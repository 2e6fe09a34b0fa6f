use std::collections::BTreeMap;

use serde::{Deserialize, Serialize};

use crate::types::{Category, Priority, SourceType, SummaryItem};

#[derive(Debug, Clone, Default, PartialEq, Eq, Serialize, Deserialize)]
pub struct CategoryCounts {
    pub engineering: usize,
    pub management: usize,
    pub business: usize,
}

impl CategoryCounts {
    pub fn get(&self, category: Category) -> usize {
        match category {
            Category::Engineering => self.engineering,
            Category::Management => self.management,
            Category::Business => self.business,
        }
    }

    fn bump(&mut self, category: Category) {
        match category {
            Category::Engineering => self.engineering += 1,
            Category::Management => self.management += 1,
            Category::Business => self.business += 1,
        }
    }
}

#[derive(Debug, Clone, Default, PartialEq, Eq, Serialize, Deserialize)]
pub struct PriorityCounts {
    #[serde(rename = "P0")]
    pub p0: usize,
    #[serde(rename = "P1")]
    pub p1: usize,
    #[serde(rename = "P2")]
    pub p2: usize,
    #[serde(rename = "P3")]
    pub p3: usize,
}

impl PriorityCounts {
    pub fn get(&self, priority: Priority) -> usize {
        match priority {
            Priority::P0 => self.p0,
            Priority::P1 => self.p1,
            Priority::P2 => self.p2,
            Priority::P3 => self.p3,
        }
    }

    fn bump(&mut self, priority: Priority) {
        match priority {
            Priority::P0 => self.p0 += 1,
            Priority::P1 => self.p1 += 1,
            Priority::P2 => self.p2 += 1,
            Priority::P3 => self.p3 += 1,
        }
    }
}

/// Aggregate counts over a document's items.
#[derive(Debug, Clone, Default, PartialEq, Eq, Serialize, Deserialize)]
pub struct SummaryStats {
    pub total_items: usize,
    pub by_category: CategoryCounts,
    pub by_priority: PriorityCounts,
    /// Every source reference counts, so an item seen in two places bumps both.
    pub by_source: BTreeMap<SourceType, usize>,
    pub action_items: usize,
}

impl SummaryStats {
    pub fn from_items<'a>(items: impl IntoIterator<Item = &'a SummaryItem>) -> Self {
        let mut stats = Self::default();
        for item in items {
            stats.total_items += 1;
            stats.by_category.bump(item.category);
            stats.by_priority.bump(item.priority);
            for source in &item.sources {
                *stats.by_source.entry(source.source_type).or_insert(0) += 1;
            }
            if item.action_item {
                stats.action_items += 1;
            }
        }
        stats
    }
}

/// TODO movement over a document's items.
///
/// Counts are per item, not per TODO: a TODO that shows up in two source
/// summaries is counted twice once they are distilled together.
#[derive(Debug, Clone, Default, PartialEq, Eq, Serialize, Deserialize)]
pub struct TodoProgress {
    pub created: usize,
    pub completed: usize,
    pub pending: usize,
    /// Distinct linked TODO ids, in first-seen order.
    #[serde(default)]
    pub linked_todo_ids: Vec<String>,
}

impl TodoProgress {
    pub fn from_items<'a>(items: impl IntoIterator<Item = &'a SummaryItem>) -> Self {
        let mut progress = Self::default();
        for todo in items.into_iter().filter_map(|i| i.todo.as_ref()) {
            progress.created += 1;
            if todo.is_completed() {
                progress.completed += 1;
            } else {
                progress.pending += 1;
            }
            if !progress.linked_todo_ids.contains(&todo.id) {
                progress.linked_todo_ids.push(todo.id.clone());
            }
        }
        progress
    }
}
****************************************
- WORK INSTRUCTIONS: The material is to be given again in full and without variation.

- YOUR SOLUTION:
repository 2e6fe09a34b0fa6f
use std::collections::BTreeMap;

use serde::{Deserialize, Serialize};

use crate::types::{Category, Priority, SourceType, SummaryItem};

#[derive(Debug, Clone, Default, PartialEq, Eq, Serialize, Deserialize)]
pub struct CategoryCounts {
    pub engineering: usize,
    pub management: usize,
    pub business: usize,
}

impl CategoryCounts {
    pub fn get(&self, category: Category) -> usize {
        match category {
            Category::Engineering => self.engineering,
            Category::Management => self.management,
            Category::Business => self.business,
        }
    }

    fn bump(&mut self, category: Category) {
        match category {
            Category::Engineering => self.engineering += 1,
            Category::Management => self.management += 1,
            Category::Business => self.business += 1,
        }
    }
}

#[derive(Debug, Clone, Default, PartialEq, Eq, Serialize, Deserialize)]
pub struct PriorityCounts {
    #[serde(rename = "P0")]
    pub p0: usize,
    #[serde(rename = "P1")]
    pub p1: usize,
    #[serde(rename = "P2")]
    pub p2: usize,
    #[serde(rename = "P3")]
    pub p3: usize,
}

impl PriorityCounts {
    pub fn get(&self, priority: Priority) -> usize {
        match priority {
            Priority::P0 => self.p0,
            Priority::P1 => self.p1,
            Priority::P2 => self.p2,
            Priority::P3 => self.p3,
        }
    }

    fn bump(&mut self, priority: Priority) {
        match priority {
            Priority::P0 => self.p0 += 1,
            Priority::P1 => self.p1 += 1,
            Priority::P2 => self.p2 += 1,
            Priority::P3 => self.p3 += 1,
        }
    }
}

/// Aggregate counts over a document's items.
#[derive(Debug, Clone, Default, PartialEq, Eq, Serialize, Deserialize)]
pub struct SummaryStats {
    pub total_items: usize,
    pub by_category: CategoryCounts,
    pub by_priority: PriorityCounts,
    /// Every source reference counts, so an item seen in two places bumps both.
    pub by_source: BTreeMap<SourceType, usize>,
    pub action_items: usize,
}

impl SummaryStats {
    pub fn from_items<'a>(items: impl IntoIterator<Item = &'a SummaryItem>) -> Self {
        let mut stats = Self::default();
        for item in items {
            stats.total_items += 1;
            stats.by_category.bump(item.category);
            stats.by_priority.bump(item.priority);
            for source in &item.sources {
                *stats.by_source.entry(source.source_type).or_insert(0) += 1;
            }
            if item.action_item {
                stats.action_items += 1;
            }
        }
        stats
    }
}

/// TODO movement over a document's items.
///
/// Counts are per item, not per TODO: a TODO that shows up in two source
/// summaries is counted twice once they are distilled together.
#[derive(Debug, Clone, Default, PartialEq, Eq, Serialize, Deserialize)]
pub struct TodoProgress {
    pub created: usize,
    pub completed: usize,
    pub pending: usize,
    /// Distinct linked TODO ids, in first-seen order.
    #[serde(default)]
    pub linked_todo_ids: Vec<String>,
}

impl TodoProgress {
    pub fn from_items<'a>(items: impl IntoIterator<Item = &'a SummaryItem>) -> Self {
        let mut progress = Self::default();
        for todo in items.into_iter().filter_map(|i| i.todo.as_ref()) {
            progress.created += 1;
            if todo.is_completed() {
                progress.completed += 1;
            } else {
                progress.pending += 1;
            }
            if !progress.linked_todo_ids.contains(&todo.id) {
                progress.linked_todo_ids.push(todo.id.clone());
            }
        }
        progress
    }
}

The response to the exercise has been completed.